■ YOUR GOAL
Nothing outside the range is wanted. Repeat exactly the lines below from the one with "pub async fn reset(&self)" through the one with "let mut missing: Vec<String>".

■ Stored entries
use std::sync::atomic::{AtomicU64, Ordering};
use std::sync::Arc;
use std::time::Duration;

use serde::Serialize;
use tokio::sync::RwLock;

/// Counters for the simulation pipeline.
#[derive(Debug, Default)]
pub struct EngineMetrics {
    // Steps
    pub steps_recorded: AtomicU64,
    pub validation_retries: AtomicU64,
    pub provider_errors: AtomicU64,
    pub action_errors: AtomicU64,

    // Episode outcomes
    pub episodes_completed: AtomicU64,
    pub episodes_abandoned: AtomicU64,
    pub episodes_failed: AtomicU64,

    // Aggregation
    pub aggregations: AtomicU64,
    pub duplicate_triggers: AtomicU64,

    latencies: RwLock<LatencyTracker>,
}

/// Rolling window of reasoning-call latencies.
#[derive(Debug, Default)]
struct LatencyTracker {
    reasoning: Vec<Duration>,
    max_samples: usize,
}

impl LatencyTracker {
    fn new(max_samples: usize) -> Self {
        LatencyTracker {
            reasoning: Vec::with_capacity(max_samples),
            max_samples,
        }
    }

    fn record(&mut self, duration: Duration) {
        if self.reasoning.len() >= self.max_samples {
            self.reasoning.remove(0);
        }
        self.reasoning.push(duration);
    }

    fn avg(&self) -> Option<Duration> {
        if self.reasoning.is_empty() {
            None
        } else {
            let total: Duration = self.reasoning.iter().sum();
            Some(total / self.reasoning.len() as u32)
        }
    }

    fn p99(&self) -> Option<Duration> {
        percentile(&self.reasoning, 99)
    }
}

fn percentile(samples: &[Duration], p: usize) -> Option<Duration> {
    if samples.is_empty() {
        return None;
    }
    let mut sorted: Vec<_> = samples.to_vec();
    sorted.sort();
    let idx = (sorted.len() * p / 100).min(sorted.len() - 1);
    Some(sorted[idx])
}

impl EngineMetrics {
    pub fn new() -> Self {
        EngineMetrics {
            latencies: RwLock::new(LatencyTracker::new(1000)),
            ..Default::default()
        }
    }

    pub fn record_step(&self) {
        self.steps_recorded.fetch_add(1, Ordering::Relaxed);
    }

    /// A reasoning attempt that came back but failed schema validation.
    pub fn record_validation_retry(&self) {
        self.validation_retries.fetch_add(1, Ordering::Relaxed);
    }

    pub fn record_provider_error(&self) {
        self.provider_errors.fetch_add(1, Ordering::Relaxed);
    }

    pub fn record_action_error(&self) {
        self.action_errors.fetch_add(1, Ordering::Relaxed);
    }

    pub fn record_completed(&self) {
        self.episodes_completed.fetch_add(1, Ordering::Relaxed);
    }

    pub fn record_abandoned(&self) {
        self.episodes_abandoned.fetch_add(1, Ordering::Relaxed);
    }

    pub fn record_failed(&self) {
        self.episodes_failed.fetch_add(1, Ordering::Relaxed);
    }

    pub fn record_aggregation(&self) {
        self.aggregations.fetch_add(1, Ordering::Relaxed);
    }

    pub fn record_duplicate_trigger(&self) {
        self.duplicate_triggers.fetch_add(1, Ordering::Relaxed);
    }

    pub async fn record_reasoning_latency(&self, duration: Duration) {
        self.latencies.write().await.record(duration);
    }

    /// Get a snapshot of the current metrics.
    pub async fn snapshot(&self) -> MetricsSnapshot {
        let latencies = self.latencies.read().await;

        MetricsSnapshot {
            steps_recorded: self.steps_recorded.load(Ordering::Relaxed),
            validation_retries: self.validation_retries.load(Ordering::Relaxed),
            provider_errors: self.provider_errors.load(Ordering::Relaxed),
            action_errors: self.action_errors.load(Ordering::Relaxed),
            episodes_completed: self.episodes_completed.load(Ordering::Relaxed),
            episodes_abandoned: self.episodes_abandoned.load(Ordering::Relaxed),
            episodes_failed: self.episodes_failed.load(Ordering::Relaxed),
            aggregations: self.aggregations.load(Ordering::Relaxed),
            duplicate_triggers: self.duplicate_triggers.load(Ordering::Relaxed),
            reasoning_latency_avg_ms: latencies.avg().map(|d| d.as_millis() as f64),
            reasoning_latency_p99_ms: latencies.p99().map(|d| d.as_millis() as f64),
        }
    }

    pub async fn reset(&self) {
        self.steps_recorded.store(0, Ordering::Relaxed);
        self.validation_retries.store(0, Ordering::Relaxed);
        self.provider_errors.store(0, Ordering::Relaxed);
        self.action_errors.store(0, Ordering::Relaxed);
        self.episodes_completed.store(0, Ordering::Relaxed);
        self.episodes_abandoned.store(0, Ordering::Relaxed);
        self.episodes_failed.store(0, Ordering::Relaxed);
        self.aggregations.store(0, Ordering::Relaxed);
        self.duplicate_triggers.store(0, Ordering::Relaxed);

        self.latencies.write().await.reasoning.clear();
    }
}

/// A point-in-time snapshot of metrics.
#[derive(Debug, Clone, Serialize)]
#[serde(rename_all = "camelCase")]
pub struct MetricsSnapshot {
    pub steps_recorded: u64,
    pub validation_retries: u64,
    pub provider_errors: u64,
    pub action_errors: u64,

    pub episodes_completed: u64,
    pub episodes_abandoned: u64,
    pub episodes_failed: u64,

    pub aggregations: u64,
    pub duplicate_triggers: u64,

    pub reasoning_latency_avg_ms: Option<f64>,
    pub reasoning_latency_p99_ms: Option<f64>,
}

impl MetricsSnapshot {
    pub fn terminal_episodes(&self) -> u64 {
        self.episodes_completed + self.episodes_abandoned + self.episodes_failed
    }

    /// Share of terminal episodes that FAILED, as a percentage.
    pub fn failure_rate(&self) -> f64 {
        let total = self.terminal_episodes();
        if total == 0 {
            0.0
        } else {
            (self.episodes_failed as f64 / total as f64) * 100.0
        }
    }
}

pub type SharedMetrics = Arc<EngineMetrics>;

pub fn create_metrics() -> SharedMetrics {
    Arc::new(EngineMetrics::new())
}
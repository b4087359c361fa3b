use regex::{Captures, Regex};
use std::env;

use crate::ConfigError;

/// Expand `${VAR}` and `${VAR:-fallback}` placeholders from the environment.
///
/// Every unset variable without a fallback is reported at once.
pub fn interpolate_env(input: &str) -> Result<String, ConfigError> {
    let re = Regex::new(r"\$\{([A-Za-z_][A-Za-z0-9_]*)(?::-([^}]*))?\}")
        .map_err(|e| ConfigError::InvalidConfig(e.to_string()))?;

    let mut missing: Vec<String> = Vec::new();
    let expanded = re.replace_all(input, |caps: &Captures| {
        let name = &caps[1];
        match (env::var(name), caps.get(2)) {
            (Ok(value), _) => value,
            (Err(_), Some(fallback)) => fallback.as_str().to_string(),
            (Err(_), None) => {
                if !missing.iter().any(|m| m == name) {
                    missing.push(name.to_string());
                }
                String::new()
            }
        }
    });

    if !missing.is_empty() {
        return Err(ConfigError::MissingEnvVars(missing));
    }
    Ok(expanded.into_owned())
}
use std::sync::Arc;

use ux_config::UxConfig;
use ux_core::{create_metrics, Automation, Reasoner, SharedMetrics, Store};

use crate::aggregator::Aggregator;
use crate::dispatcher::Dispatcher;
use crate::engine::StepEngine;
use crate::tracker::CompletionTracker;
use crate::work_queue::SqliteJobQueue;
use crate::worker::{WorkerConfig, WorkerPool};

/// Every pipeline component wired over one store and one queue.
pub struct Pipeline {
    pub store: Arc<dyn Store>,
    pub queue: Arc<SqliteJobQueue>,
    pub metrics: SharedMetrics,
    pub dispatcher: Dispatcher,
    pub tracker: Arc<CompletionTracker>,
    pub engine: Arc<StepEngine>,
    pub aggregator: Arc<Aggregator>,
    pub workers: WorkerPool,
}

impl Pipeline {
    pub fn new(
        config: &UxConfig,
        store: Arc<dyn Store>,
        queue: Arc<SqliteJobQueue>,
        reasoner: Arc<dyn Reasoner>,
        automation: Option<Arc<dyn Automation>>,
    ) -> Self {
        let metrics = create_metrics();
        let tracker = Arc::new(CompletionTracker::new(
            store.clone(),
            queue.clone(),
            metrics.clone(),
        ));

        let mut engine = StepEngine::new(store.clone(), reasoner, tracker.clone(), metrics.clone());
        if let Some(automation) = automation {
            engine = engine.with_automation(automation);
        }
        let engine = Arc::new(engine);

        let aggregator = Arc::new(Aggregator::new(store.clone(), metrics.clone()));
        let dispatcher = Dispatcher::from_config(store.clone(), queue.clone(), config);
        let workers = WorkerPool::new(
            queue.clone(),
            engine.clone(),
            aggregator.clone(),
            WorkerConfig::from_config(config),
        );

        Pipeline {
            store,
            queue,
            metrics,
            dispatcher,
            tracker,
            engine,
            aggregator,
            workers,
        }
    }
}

■ TASK OUTPUT
    pub async fn reset(&self) {
        self.steps_recorded.store(0, Ordering::Relaxed);
        self.validation_retries.store(0, Ordering::Relaxed);
        self.provider_errors.store(0, Ordering::Relaxed);
        self.action_errors.store(0, Ordering::Relaxed);
        self.episodes_completed.store(0, Ordering::Relaxed);
        self.episodes_abandoned.store(0, Ordering::Relaxed);
        self.episodes_failed.store(0, Ordering::Relaxed);
        self.aggregations.store(0, Ordering::Relaxed);
        self.duplicate_triggers.store(0, Ordering::Relaxed);

        self.latencies.write().await.reasoning.clear();
    }
}

/// A point-in-time snapshot of metrics.
#[derive(Debug, Clone, Serialize)]
#[serde(rename_all = "camelCase")]
pub struct MetricsSnapshot {
    pub steps_recorded: u64,
    pub validation_retries: u64,
    pub provider_errors: u64,
    pub action_errors: u64,

    pub episodes_completed: u64,
    pub episodes_abandoned: u64,
    pub episodes_failed: u64,

    pub aggregations: u64,
    pub duplicate_triggers: u64,

    pub reasoning_latency_avg_ms: Option<f64>,
    pub reasoning_latency_p99_ms: Option<f64>,
}

impl MetricsSnapshot {
    pub fn terminal_episodes(&self) -> u64 {
        self.episodes_completed + self.episodes_abandoned + self.episodes_failed
    }

    /// Share of terminal episodes that FAILED, as a percentage.
    pub fn failure_rate(&self) -> f64 {
        let total = self.terminal_episodes();
        if total == 0 {
            0.0
        } else {
            (self.episodes_failed as f64 / total as f64) * 100.0
        }
    }
}

pub type SharedMetrics = Arc<EngineMetrics>;

pub fn create_metrics() -> SharedMetrics {
    Arc::new(EngineMetrics::new())
}
repository b4087359c361fa3b
use regex::{Captures, Regex};
use std::env;

use crate::ConfigError;

/// Expand `${VAR}` and `${VAR:-fallback}` placeholders from the environment.
///
/// Every unset variable without a fallback is reported at once.
pub fn interpolate_env(input: &str) -> Result<String, ConfigError> {
    let re = Regex::new(r"\$\{([A-Za-z_][A-Za-z0-9_]*)(?::-([^}]*))?\}")
        .map_err(|e| ConfigError::InvalidConfig(e.to_string()))?;

    let mut missing: Vec<String> = Vec::new();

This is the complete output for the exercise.